«La stabilité continue de la Mauritanie dans une région volatile risquerait d’être compromise à moins que les bénéfices de la croissance ne soient plus équitablement répartis », a déclaré mardi 11 mai àNouakchott, Philip Alston, rapporteur spécial des Nations Unies sur l’extrême pauvreté et les droits de l’Homme.
Cette déclaration a été faite à l’issue d’une visite de 06 jours en Mauritanie.
Le gouvernement mauritanien, a ajouté le rapporteur, « doit fournir d’avantage d’efforts pour tenir sa promesse de lutter contre les séquelles de l’esclavage, et doit aller au-delà d’une approche de charité pour aller vers une approche qui reconnait que chaque mauritanien a un droit fondamental à l’eau, aux soins de santé, à l’éducation et à l’alimentation. »
Un pays riche en ressources…
La Mauritanie a été ainsi décrite par le Rapporteur : « Un pays riche en ressources naturelles et dont le système juridique n’accepte plus l’esclavage, un pays qui a pu maintenir sa stabilité et a, comparativement, bénéficié d’un niveau élevé d’aide internationale pour le développement.»
Le Rapporteur a aussi reconnu « les réalisations importantes faites au cours de ces dernières années, en particulier en ce qui concerne les zones urbaines.»Cependant, avertit, Monsieur Alston, « 44% de la population rurale continue à vivre dans une pauvreté écrasante dans des régions comme le Gorgol, le Braknaet le Trarza.» Ces régions ont été visitées par le Rapporteur.
Haratine et les négro-africains, "systématiquement absents"
Selon le rapporteur, « pour beaucoup de personnes, le seul impact tangible des politiques de développement du gouvernement jusqu'à présent a été l’expropriation de leurs terres et leur attribution aux investisseurs à grande échelle et cela sans aucune compensation. »

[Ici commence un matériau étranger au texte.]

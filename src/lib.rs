//! Aggregating JWKS manager and bearer-token verifier for service meshes.
//!
//! Many key sources (static keys, upstream JWKS endpoints) are refreshed independently and merged
//! into one published key set, which is served at `/.well-known/jwks.json` and used to verify
//! inbound bearer tokens.

#![deny(clippy::all, missing_docs, unused_crate_dependencies)]

pub mod cli;
pub mod config;
pub mod http;
pub mod keys;
pub mod manager;
pub mod metrics;
pub mod middleware;
pub mod security;
pub mod server;
pub mod source;
pub mod telemetry;
pub mod verify;

mod error;
mod _prelude {
	pub use std::{sync::Arc, time::Duration};

	pub use chrono::{DateTime, Utc};
	pub use jsonwebtoken::jwk::{Jwk, JwkSet};
	pub use tokio::time::Instant;

	pub use crate::{Error, Result};
}

#[cfg(feature = "prometheus")] pub use crate::metrics::install_default_exporter;
pub use crate::{
	config::{RefreshPolicy, ServeConfig},
	error::{Error, Result},
	keys::PrivateSigningKey,
	manager::{KeyManager, KeyManagerBuilder, KeySummary, ReadinessState},
	middleware::{JwtAuthLayer, JwtAuthService},
	server::{JWKS_PATH, router, serve_jwks},
	source::{HttpKeySource, KeySource, StaticKeySource},
	verify::{KeyLookup, NumericDate, StandardClaims, VerifiedClaims, VerifyError, Verifier},
};
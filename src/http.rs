//! HTTP plumbing for upstream key-set retrieval.

pub mod client;
pub mod semantics;
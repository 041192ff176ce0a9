//! Discovery endpoint publishing the merged key set.

// std
use std::net::SocketAddr;
// crates.io
use axum::{Router, extract::State, response::IntoResponse, routing::get};
use http::{HeaderValue, header::CONTENT_TYPE};
use tokio::net::TcpListener;
use tokio_util::sync::CancellationToken;
// self
#[cfg(feature = "prometheus")] use crate::metrics;
use crate::{_prelude::*, manager::KeyManager};

/// Path of the discovery document.
pub const JWKS_PATH: &str = "/.well-known/jwks.json";
/// Path of the Prometheus scrape endpoint.
#[cfg(feature = "prometheus")]
pub const METRICS_PATH: &str = "/metrics";

/// Router serving [`JWKS_PATH`]; every other path is `404`.
///
/// With the `prometheus` feature and an installed exporter, [`METRICS_PATH`] is served as well.
pub fn router(manager: KeyManager) -> Router {
	let router = Router::new().route(JWKS_PATH, get(jwks_document));
	#[cfg(feature = "prometheus")]
	let router = match metrics::prometheus_handle() {
		Some(handle) => {
			let handle = handle.clone();

			router.route(METRICS_PATH, get(move || async move { handle.render() }))
		},
		None => router,
	};

	router.with_state(manager)
}

/// Wait until `manager` has loaded every source, then serve on `addr` until `cancel` fires.
pub async fn serve_jwks(
	manager: KeyManager,
	addr: SocketAddr,
	cancel: CancellationToken,
) -> Result<()> {
	manager.wait_for_keys(&cancel).await?;

	let listener = TcpListener::bind(addr).await?;

	serve_listener(manager, listener, cancel).await
}

/// Serve on an already bound listener until `cancel` fires.
pub async fn serve_listener(
	manager: KeyManager,
	listener: TcpListener,
	cancel: CancellationToken,
) -> Result<()> {
	tracing::info!(addr = ?listener.local_addr().ok(), "serving key set at {JWKS_PATH}");

	axum::serve(listener, router(manager))
		.with_graceful_shutdown(async move { cancel.cancelled_owned().await })
		.await?;

	Ok(())
}

async fn jwks_document(State(manager): State<KeyManager>) -> impl IntoResponse {
	([(CONTENT_TYPE, HeaderValue::from_static("application/json"))], manager.jwks())
}
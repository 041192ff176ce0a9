//! Manager readiness, failure, and publication behaviour.

// std
use std::{
	sync::{
		Arc, Mutex,
		atomic::{AtomicBool, AtomicUsize, Ordering},
	},
	time::Duration,
};
// crates.io
use jsonwebtoken::jwk::JwkSet;
use jwks_mesh::{Error, KeyManager, KeySource, ReadinessState, Result, StaticKeySource};
use tokio_util::sync::CancellationToken;
use wiremock::{
	Mock, MockServer, ResponseTemplate,
	matchers::{method, path},
};
// self
use crate::common::{self, JWKS_PATH};

async fn requests(server: &MockServer) -> usize {
	server.received_requests().await.map(|requests| requests.len()).unwrap_or_default()
}

#[tokio::test]
async fn max_age_defers_next_manager_refresh() -> Result<()> {
	common::init_tracing();

	let server = MockServer::start().await;

	Mock::given(method("GET"))
		.and(path(JWKS_PATH))
		.respond_with(
			ResponseTemplate::new(200)
				.set_body_string(common::jwks_body(vec![common::public_jwk("k1", 1)]))
				.insert_header("cache-control", "public, max-age=120"),
		)
		.mount(&server)
		.await;

	// Keep the upstream connection alive across the paused interval.
	let client = reqwest::Client::builder().pool_idle_timeout(None).build()?;
	let manager =
		KeyManager::builder().policy(common::fast_policy(5)).http_client(client).build()?;

	manager.add_source_urls([format!("{}{JWKS_PATH}", server.uri())])?;

	let (cancel, handle) = common::start(&manager).await;

	assert_eq!(requests(&server).await, 1);

	tokio::time::pause();
	tokio::task::yield_now().await;
	tokio::time::advance(Duration::from_secs(119)).await;
	tokio::task::yield_now().await;

	assert_eq!(requests(&server).await, 1);

	tokio::time::advance(Duration::from_secs(2)).await;

	for _ in 0..200 {
		if requests(&server).await >= 2 {
			break;
		}

		tokio::time::sleep(Duration::from_millis(10)).await;
	}

	assert!(requests(&server).await >= 2);

	cancel.cancel();
	handle.await.expect("join")?;

	Ok(())
}

#[tokio::test]
async fn static_key_is_published_once_ready() -> Result<()> {
	common::init_tracing();

	let manager = common::manager(common::fast_policy(5));

	manager.add_public_keys([common::public_jwk("local", 1)])?;

	let (cancel, handle) = common::start(&manager).await;
	let published: JwkSet = serde_json::from_slice(&manager.jwks())?;

	assert_eq!(common::key_ids(&published), ["local"]);
	assert_eq!(manager.get_keys("local")?.len(), 1);
	assert_eq!(manager.readiness(), ReadinessState::Ready);

	cancel.cancel();

	handle.await.expect("join")?;

	Ok(())
}

#[tokio::test]
async fn source_that_never_loads_fails_the_manager() {
	common::init_tracing();

	let server = MockServer::start().await;

	Mock::given(method("GET"))
		.and(path(JWKS_PATH))
		.respond_with(ResponseTemplate::new(500))
		.expect(3)
		.mount(&server)
		.await;

	let manager = common::manager(common::fast_policy(2));

	manager.add_public_keys([common::public_jwk("local", 1)]).expect("keys");
	manager.add_source_urls([format!("{}{JWKS_PATH}", server.uri())]).expect("urls");

	let result = tokio::time::timeout(Duration::from_secs(5), manager.run(CancellationToken::new()))
		.await
		.expect("run returns");

	assert!(matches!(result, Err(Error::SourceFetch { .. })));
	assert!(matches!(
		manager.wait_for_keys(&CancellationToken::new()).await,
		Err(Error::ManagerFailed(_))
	));
	assert!(matches!(manager.readiness(), ReadinessState::Failed(_)));

	server.verify().await;
}

#[tokio::test]
async fn source_that_loaded_once_keeps_the_manager_alive() {
	common::init_tracing();

	let server = MockServer::start().await;
	let served = Arc::new(AtomicUsize::new(0));
	let body = common::jwks_body(vec![common::public_jwk("upstream", 2)]);

	Mock::given(method("GET"))
		.and(path(JWKS_PATH))
		.respond_with({
			let served = served.clone();

			move |_: &wiremock::Request| {
				if served.fetch_add(1, Ordering::SeqCst) == 0 {
					ResponseTemplate::new(200).set_body_string(body.clone())
				} else {
					ResponseTemplate::new(500)
				}
			}
		})
		.mount(&server)
		.await;

	let manager = common::manager(common::fast_policy(1));

	manager.add_source_urls([format!("{}{JWKS_PATH}", server.uri())]).expect("urls");

	let (cancel, handle) = common::start(&manager).await;

	// Far more failures than the warm-up budget allows.
	tokio::time::sleep(Duration::from_millis(200)).await;

	assert!(!handle.is_finished());
	assert!(served.load(Ordering::SeqCst) > 3);
	assert_eq!(common::key_ids(&manager.merged_keys()), ["upstream"]);

	let summary = manager.key_summary();

	assert_eq!(summary[0].keys, ["upstream"]);
	assert!(summary[0].refresh.refresh_errors > 1);

	cancel.cancel();

	assert!(handle.await.expect("join").is_ok());
}

#[tokio::test]
async fn duplicate_ids_across_sources() {
	let manager = common::manager(common::fast_policy(1));

	manager
		.add_public_keys([common::public_jwk("shared", 1), common::public_jwk("clash", 1)])
		.expect("a");
	manager.add_public_keys([common::public_jwk("shared", 1)]).expect("b");
	manager.add_public_keys([common::public_jwk("clash", 2)]).expect("c");

	let (cancel, _handle) = common::start(&manager).await;

	assert_eq!(manager.get_keys("shared").expect("shared").len(), 1);
	assert!(matches!(manager.get_keys("clash"), Err(Error::KeyConflict { .. })));
	assert_eq!(manager.merged_keys().keys.len(), 4);

	cancel.cancel();
}

#[derive(Debug)]
struct FlippingSource {
	sets: [Arc<JwkSet>; 2],
	current: AtomicBool,
}
#[async_trait::async_trait]
impl KeySource for FlippingSource {
	async fn refresh(&self) -> Result<Duration> {
		Ok(Duration::from_secs(3600))
	}

	fn keys(&self) -> Arc<JwkSet> {
		self.sets[self.current.load(Ordering::SeqCst) as usize].clone()
	}

	fn name(&self) -> &str {
		"flipping"
	}
}

#[test]
fn readers_never_observe_a_partial_merge() {
	let manager = common::manager(common::fast_policy(1));
	let small = JwkSet { keys: vec![common::public_jwk("a1", 1), common::public_jwk("a2", 2)] };
	let large = JwkSet {
		keys: vec![
			common::public_jwk("b1", 3),
			common::public_jwk("b2", 4),
			common::public_jwk("b3", 5),
		],
	};
	let expected = [common::key_ids(&small), common::key_ids(&large)];
	let source = Arc::new(FlippingSource {
		sets: [Arc::new(small), Arc::new(large)],
		current: AtomicBool::new(false),
	});

	manager.add_source(Arc::new(StaticKeySource::new(Vec::new())));
	manager.add_source(source.clone());
	manager.merge_keys();

	let done = AtomicBool::new(false);
	let violations = Mutex::new(Vec::new());

	std::thread::scope(|scope| {
		for _ in 0..4 {
			scope.spawn(|| {
				while !done.load(Ordering::SeqCst) {
					let document: JwkSet =
						serde_json::from_slice(&manager.jwks()).expect("document");
					let ids = common::key_ids(&document);

					if !expected.contains(&ids) {
						violations.lock().expect("lock").push(ids);
					}
				}
			});
		}

		for _ in 0..500 {
			source.current.fetch_xor(true, Ordering::SeqCst);
			manager.merge_keys();
		}

		done.store(true, Ordering::SeqCst);
	});

	assert!(violations.into_inner().expect("lock").is_empty());
}
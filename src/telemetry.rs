//! Tracing subscriber setup for the binary.

// crates.io
use tracing_subscriber::EnvFilter;

/// Install a formatted subscriber filtered by `RUST_LOG`, falling back to `default_directive`.
///
/// Does nothing if a global subscriber is already set.
pub fn init_tracing(default_directive: &str) {
	let filter =
		EnvFilter::try_from_default_env().unwrap_or_else(|_| EnvFilter::new(default_directive));
	let _ = tracing_subscriber::fmt().with_env_filter(filter).with_target(false).try_init();
}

Autre constat du fait par le Rapporteur : « les haratine et les négro-africains sont systématiquement absents de toutes les positions du pouvoir réel et sont continuellement exclus de nombreux aspects de la vie économique et sociale. Ces deux groupes représentent plus de deux tiers de la population, mais diverses politiques servent à rendre leurs besoins et leurs droits invisibles. »
En Mauritanie, il n’existe pas de statistiques à base raciale, ethnique ou communautaire. D’où tenez-vous ces deux tiers ? Est ce le fruit d’enquête ou une estimation au coup d’œil ? Réponse du Rapporteur : « ce chiffre est revenu avec insistance dans beaucoup de rencontres pendant ma visite… même si le gouvernement n’a pas fait d’enquêtes, les organisations internationales ont besoin de savoir pour aider les populations à résoudre leurs problèmes. » Le rapporteur a noté «qu’une reconnaissance officielle des biens et services tels que l’eau, les soins, la santé, l’éducation et l’alimentation sont des droits de l’Homme pourrait commencer à transformer la façon dont sont formulées et mises en œuvre les politiques de développement. »
Au sujet de l’agence Tadamoun, le rapporteur a déclaré : « Au lieu de construire une école semblable à Taj Mahal pour 84 millions d’ouguiyas à Dar El Barka,l’agence nationale de lutte contre les séquelles de l’esclavage, chargée de l’insertion et de la lutte contre la pauvreté (TADAMOUN) aurait pu entreprendre la construction de salles de classe additionnelles et de toilettes et soutenir le personnel des écoles périphériques qui sont tant dans le besoin. »
Pour Monsieur Halston, « trop de programmes de développement du gouvernement sont ad hoc et répondent d’avantage aux intérêts des circonscriptions électorales puissantes qu’aux besoins réels. » Il a proposé la mise en place « d’un groupe d’amis de la Mauritanie qui rassemblerait les principaux bailleurs de fonds pour discuter des priorités en amont de leurs réunions régulières avec le gouvernement. »
Selon lui, « les bailleurs de fonds internationaux n’ont pas réussi à encourager le gouvernement à fonder son approche sur des principes, ni à être systématique dans son approche, et ont ainsi consacré beaucoup trop peu d’attention au type de coordination qui renforcerait considérablement leur impact combiné. »
Au cours de sa visite en Mauritanie, le rapporteur a rencontré les représentants du gouvernement, des autorités locales, des ONG nationales et internationales, des personnes vivant dans l’extrême pauvreté à Nouakchott et d’autres régions de la Mauritanie.
Le rapporteur présentera un rapport complet comportant des recommandations au conseil des droits de l’Homme en juin 2017.